​Questions and Answers
Why does MRM have its own village?
​MRM actually has two villages – one at the mine site and another at Bing Bong. All employees and contractors stay in the village when they are working – even if they live in Borroloola or other Gulf communities. This minimises travel time and the risks associated with fatigue.
What types of rooms are provided?
​The village consists mostly of self-contained rooms with en-suites. Each room has a bed, desk and chair, small refrigerator, television and wardrobe while en-suites have a shower, toilet and small vanity unit. A small number of rooms are barrack style with shared ablution facilities.
Do people have to pay to stay in the rooms?
​No. Accommodation is provided free of charge to employees, contractors and official visitors.
I've heard the food is really good at MRM. Is this true?

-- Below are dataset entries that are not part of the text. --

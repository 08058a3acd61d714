//! Validated attribute map for one element
//!
//! Keys are filtered against the registry at construction and on every
//! insertion; illegal names are dropped with a log line, never an error.
//! Insertion order is preserved because it is the render order.

use std::sync::Arc;

use crate::registry::AttributeRegistry;
use crate::serializer::escape_attr_value;

#[derive(Debug, Clone)]
pub struct Attributes {
    /// Ordered name → value pairs. Small per element, so lookups scan.
    entries: Vec<(String, String)>,
    /// Lowercased tag name, kept for revalidation on mutation.
    tag_name: String,
    map_identifier: String,
    registry: Arc<AttributeRegistry>,
}

impl Attributes {
    /// Filter `raw` down to the names legal for `(tag_name, map_identifier)`.
    ///
    /// Surviving keys keep their input order. Construction never fails for
    /// invalid keys; they are logged and dropped.
    pub fn new<I, K, V>(
        raw: I,
        tag_name: &str,
        map_identifier: &str,
        registry: Arc<AttributeRegistry>,
    ) -> Self
    where
        I: IntoIterator<Item = (K, V)>,
        K: Into<String>,
        V: Into<String>,
    {
        let mut attrs = Self::empty(tag_name, map_identifier, registry);
        for (name, value) in raw {
            attrs.insert_checked(&name.into(), value.into());
        }
        attrs
    }

    pub fn empty(tag_name: &str, map_identifier: &str, registry: Arc<AttributeRegistry>) -> Self {
        Self {
            entries: Vec::new(),
            tag_name: tag_name.trim().to_ascii_lowercase(),
            map_identifier: map_identifier.to_string(),
            registry,
        }
    }

    fn insert_checked(&mut self, name: &str, value: String) {
        let name = name.trim().to_ascii_lowercase();
        if !self.registry.is_allowed(&self.map_identifier, &self.tag_name, &name) {
            tracing::warn!(
                "Unknown attribute '{}' for tag '{}', dropping",
                name,
                self.tag_name
            );
            return;
        }
        match self.position(&name) {
            Some(i) => self.entries[i].1 = value,
            None => self.entries.push((name, value)),
        }
    }

    fn position(&self, name: &str) -> Option<usize> {
        self.entries.iter().position(|(n, _)| n == name)
    }

    pub fn get(&self, name: &str) -> Option<&str> {
        let name = name.trim().to_ascii_lowercase();
        self.entries
            .iter()
            .find(|(n, _)| *n == name)
            .map(|(_, v)| v.as_str())
    }

    /// Overwrite an existing attribute, or insert a new one when
    /// `create_new` is set and the name is legal for this tag. Illegal
    /// names are rejected silently.
    pub fn update_attribute(&mut self, name: &str, value: &str, create_new: bool) {
        let normalized = name.trim().to_ascii_lowercase();
        if let Some(i) = self.position(&normalized) {
            self.entries[i].1 = value.to_string();
        } else if create_new {
            self.insert_checked(&normalized, value.to_string());
        }
    }

    /// Removing a nonexistent key is a no-op.
    pub fn remove_attribute(&mut self, name: &str) {
        let normalized = name.trim().to_ascii_lowercase();
        self.entries.retain(|(n, _)| *n != normalized);
    }

    pub fn remove_all_attributes(&mut self) {
        self.entries.clear();
    }

    /// The reserved `id` attribute, or empty.
    pub fn get_unique_id(&self) -> &str {
        self.get("id").unwrap_or("")
    }

    /// Render `name='escaped-value'` pairs, space-separated, in insertion
    /// order. Empty string when there are no attributes.
    pub fn to_html_string(&self) -> String {
        let mut out = String::new();
        for (i, (name, value)) in self.entries.iter().enumerate() {
            if i > 0 {
                out.push(' ');
            }
            out.push_str(name);
            out.push_str("='");
            escape_attr_value(value, &mut out);
            out.push('\'');
        }
        out
    }

    pub fn tag_name(&self) -> &str {
        &self.tag_name
    }

    pub fn map_identifier(&self) -> &str {
        &self.map_identifier
    }

    pub fn len(&self) -> usize {
        self.entries.len()
    }

    pub fn is_empty(&self) -> bool {
        self.entries.is_empty()
    }

    pub fn iter(&self) -> impl Iterator<Item = (&str, &str)> {
        self.entries.iter().map(|(n, v)| (n.as_str(), v.as_str()))
    }
}
//! Error types for tree construction
//!
//! Policy failures (unknown attribute, unsafe style value) never surface
//! here; they are filtered and logged. Only structural violations abort.

use thiserror::Error;

pub type Result<T> = std::result::Result<T, HtmlError>;

#[derive(Debug, Error)]
pub enum HtmlError {
    #[error("Missing required field '{field}' in node structure")]
    MissingField { field: &'static str },

    #[error("Invalid field '{field}': {reason}")]
    InvalidField { field: &'static str, reason: String },

    #[error("Invalid tag name: '{tag}'")]
    InvalidTagName { tag: String },

    #[error("Maximum nesting depth exceeded: {depth} > {max}")]
    MaxDepthExceeded { depth: usize, max: usize },

    #[error("Self-closing tag '{tag}' cannot have children")]
    SelfClosingChildren { tag: String },

    #[error("Invalid child entry: expected object or string, got {kind}")]
    InvalidChild { kind: &'static str },
}
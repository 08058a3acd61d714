//! Recursive tree builder over declarative JSON input
//!
//! Input is externally supplied and untrusted. Policy-level problems
//! (unknown attribute names, unsafe style values, non-string attribute
//! values) are filtered and logged; structural problems (missing tag
//! name, depth overrun, children on a self-closing tag) abort the
//! affected subtree.

use std::sync::Arc;

use serde::{Deserialize, Serialize};
use serde_json::Value;

use crate::attrs::Attributes;
use crate::error::{HtmlError, Result};
use crate::node::{Children, HtmlNode};
use crate::registry::{self, AttributeRegistry, StyleRegistry};
use crate::style::InlineStyleAttributes;

/// Recognized fields of a node structure.
const FIELD_TAG_NAME: &str = "tag_name";
const FIELD_ATTRIBUTES: &str = "attributes";
const FIELD_INLINE_STYLES: &str = "inline_styles";
const FIELD_SELF_CLOSED: &str = "is_self_closed_tag";
const FIELD_CHILDREN: &str = "children";
const FIELD_STYLE: &str = "style";

/// Builder configuration.
///
/// `max_depth` is the sole backpressure against adversarial nesting: a
/// chain of `max_depth + 1` elements is the deepest accepted input.
/// `dialect` selects the attribute rule set for the whole subtree.
#[derive(Debug, Clone, Serialize, Deserialize)]
pub struct TreeBuilderConfig {
    pub max_depth: usize,
    pub dialect: String,
}

impl Default for TreeBuilderConfig {
    fn default() -> Self {
        Self {
            max_depth: 100,
            dialect: "default".to_string(),
        }
    }
}

/// Converts nested declarative data into a validated [`HtmlNode`] tree.
pub struct TreeBuilder {
    config: TreeBuilderConfig,
    attr_registry: Arc<AttributeRegistry>,
    style_registry: Arc<StyleRegistry>,
}

impl TreeBuilder {
    pub fn new() -> Self {
        Self::with_config(TreeBuilderConfig::default())
    }

    pub fn with_config(config: TreeBuilderConfig) -> Self {
        Self {
            config,
            attr_registry: Arc::new(AttributeRegistry::new()),
            style_registry: Arc::new(StyleRegistry::new()),
        }
    }

    /// Swap in custom registries (alternate dialects without code change).
    pub fn with_registries(
        mut self,
        attr_registry: Arc<AttributeRegistry>,
        style_registry: Arc<StyleRegistry>,
    ) -> Self {
        self.attr_registry = attr_registry;
        self.style_registry = style_registry;
        self
    }

    pub fn config(&self) -> &TreeBuilderConfig {
        &self.config
    }

    /// Build a tree from a node structure. The root sits at depth 0.
    pub fn build(&self, data: &Value) -> Result<HtmlNode> {
        self.build_node(data, 0)
    }

    fn build_node(&self, data: &Value, depth: usize) -> Result<HtmlNode> {
        if depth > self.config.max_depth {
            return Err(HtmlError::MaxDepthExceeded {
                depth,
                max: self.config.max_depth,
            });
        }

        let obj = data.as_object().ok_or_else(|| HtmlError::InvalidField {
            field: "node",
            reason: format!("expected object, got {}", json_kind(data)),
        })?;

        let tag_value = obj
            .get(FIELD_TAG_NAME)
            .ok_or(HtmlError::MissingField { field: FIELD_TAG_NAME })?;
        let tag_name = tag_value.as_str().ok_or_else(|| HtmlError::InvalidField {
            field: FIELD_TAG_NAME,
            reason: format!("expected string, got {}", json_kind(tag_value)),
        })?;
        crate::node::validate_tag_name(tag_name.trim())?;

        let is_self_closed = match obj.get(FIELD_SELF_CLOSED) {
            Some(Value::Bool(flag)) => *flag,
            None | Some(Value::Null) => registry::is_void_tag(tag_name),
            Some(other) => {
                return Err(HtmlError::InvalidField {
                    field: FIELD_SELF_CLOSED,
                    reason: format!("expected boolean, got {}", json_kind(other)),
                })
            }
        };

        let (raw_attrs, mut raw_styles) = self.collect_attributes(obj)?;
        if let Some(styles_value) = obj.get(FIELD_INLINE_STYLES) {
            raw_styles.extend(collect_style_object(styles_value, FIELD_INLINE_STYLES)?);
        }

        let attributes = Attributes::new(
            raw_attrs,
            tag_name,
            &self.config.dialect,
            Arc::clone(&self.attr_registry),
        );
        let inline_styles =
            InlineStyleAttributes::new(raw_styles, Arc::clone(&self.style_registry));

        let children = match obj.get(FIELD_CHILDREN) {
            None | Some(Value::Null) => Children::empty(),
            Some(Value::Array(entries)) => {
                if is_self_closed && !entries.is_empty() {
                    return Err(HtmlError::SelfClosingChildren {
                        tag: tag_name.to_string(),
                    });
                }
                self.build_children(entries, depth)?
            }
            Some(other) => {
                return Err(HtmlError::InvalidField {
                    field: FIELD_CHILDREN,
                    reason: format!("expected array, got {}", json_kind(other)),
                })
            }
        };

        HtmlNode::new(tag_name, attributes, is_self_closed, inline_styles, children)
    }

    /// Build just a child list. Objects recurse one level deeper than
    /// `depth`; strings become text children.
    pub fn build_children(&self, entries: &[Value], depth: usize) -> Result<Children> {
        let mut children = Children::empty();
        for entry in entries {
            match entry {
                Value::Object(_) => {
                    let node = self.build_node(entry, depth + 1)?;
                    children.add_child(node)?;
                }
                Value::String(text) => {
                    children.add_child(text.as_str())?;
                }
                other => {
                    return Err(HtmlError::InvalidChild {
                        kind: json_kind(other),
                    })
                }
            }
        }
        Ok(children)
    }

    /// Split the `attributes` object into plain attribute pairs and the
    /// nested `style` object, if any. Non-string attribute values are a
    /// policy problem: logged and dropped.
    fn collect_attributes(
        &self,
        obj: &serde_json::Map<String, Value>,
    ) -> Result<(Vec<(String, String)>, Vec<(String, String)>)> {
        let mut raw_attrs = Vec::new();
        let mut raw_styles = Vec::new();

        let Some(attrs_value) = obj.get(FIELD_ATTRIBUTES) else {
            return Ok((raw_attrs, raw_styles));
        };
        let attrs_obj = attrs_value
            .as_object()
            .ok_or_else(|| HtmlError::InvalidField {
                field: FIELD_ATTRIBUTES,
                reason: format!("expected object, got {}", json_kind(attrs_value)),
            })?;

        for (name, value) in attrs_obj {
            if name == FIELD_STYLE {
                raw_styles.extend(collect_style_object(value, FIELD_STYLE)?);
                continue;
            }
            match value {
                Value::String(s) => raw_attrs.push((name.clone(), s.clone())),
                other => {
                    tracing::warn!(
                        "Attribute '{}' has non-string value ({}), dropping",
                        name,
                        json_kind(other)
                    );
                }
            }
        }
        Ok((raw_attrs, raw_styles))
    }
}

impl Default for TreeBuilder {
    fn default() -> Self {
        Self::new()
    }
}

/// A style field must be an object of string values.
fn collect_style_object(value: &Value, field: &'static str) -> Result<Vec<(String, String)>> {
    let obj = value.as_object().ok_or_else(|| HtmlError::InvalidField {
        field,
        reason: format!("expected object, got {}", json_kind(value)),
    })?;

    let mut styles = Vec::with_capacity(obj.len());
    for (property, v) in obj {
        match v {
            Value::String(s) => styles.push((property.clone(), s.clone())),
            other => {
                tracing::warn!(
                    "Style property '{}' has non-string value ({}), dropping",
                    property,
                    json_kind(other)
                );
            }
        }
    }
    Ok(styles)
}

fn json_kind(value: &Value) -> &'static str {
    match value {
        Value::Null => "null",
        Value::Bool(_) => "boolean",
        Value::Number(_) => "number",
        Value::String(_) => "string",
        Value::Array(_) => "array",
        Value::Object(_) => "object",
    }
}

​MRM is well known for its great food. Our professional chefs and kitchen staff make a big effort to ensure everyone eats healthy.

Breakfast includes cereals, toast, bacon, eggs and assorted sides such as baked beans, mushrooms and tomatoes. Everyone packs their own lunch from the salad bar and there are hot options available that can be reheated in the lunchrooms. Dinner is always a full cooked meal with plenty of options. We cater to a range of special dietary requirements including vegetarian and gluten free. Food labeling encourages people to make healthy choices about what they eat. Weekly menus are available on the MRM Community App. On special occasions, the kitchen prepares special food, such as Anzac Day, Australia Day, NAIDOC Week and Christmas in July.

Does wildlife ever get into the village?
​Wallabies are a familiar sight throughout the villages. People on site are reminded not the feed or approach them so they do not become aggressive. Snakes are also seen on site. Although many are not venomous, some can be dangerous. Employees and contractors are told to give snakes a wide berth and immediately report any sightings to one of our trained snake handlers so they can be removed. Although cattle can sometimes get on site, they are quickly removed through regular mustering.
How many people stay in the villages?
​Not all people are on site at the same time. At any one time, there are around 450 people living on site, although this can swell to as many as 600 during busy periods, such as maintenance shut downs. At Bing Bong, there are generally around 25 people staying in the village.
Who looks after the village?
​ESS is contracted to look after accommodation allocation, cleaning, operation of the wet mess and to prepare all our meals. Our own Maintenance Services Team (MST) looks after all the maintenance including electrical, plumbing, gardening and odd jobs. MST also looks after these services on the mine site. If your room required maintenance, you can fill in a maintenance form in the dining room or lodge a request via the MRM Community App.
Does it get noisy with so many people in one place?
​While we want people to enjoy their stay at work, it's important to remember that MRM is a 24/7 operation. People are working both day and night shifts and everyone wants to get enough sleep. Any noisy maintenance can only be carried out at certain times in the morning and afternoon when everyone is likely to be awake. The village is designed so that the mess and sporting areas are away from accommodation rooms and a Village Code of Conduct encourages responsible behaviour.
What facilities are available?

​The mine village has a swimming pool, gym, tennis and basketball courts, volleyball court, indoor cricket facilities, covered BBQ area, theatre room, a golf driving range, a clay target range and walking tracks. Our gym is available 24 hours a day with a full range of cardio and weight facilities. The wet mess includes a shop with essential supplies, televisions, a pool table and a darts board.

Healthy living is encouraged with a range of sporting events and health-focused activities.

Is there a bar?
​A wet mess, or bar, is open for limited hours and operates to a Responsible Service of Alcohol Policy. People tend to do the right thing – particularly when they know they have to blow zero when they start their next shift.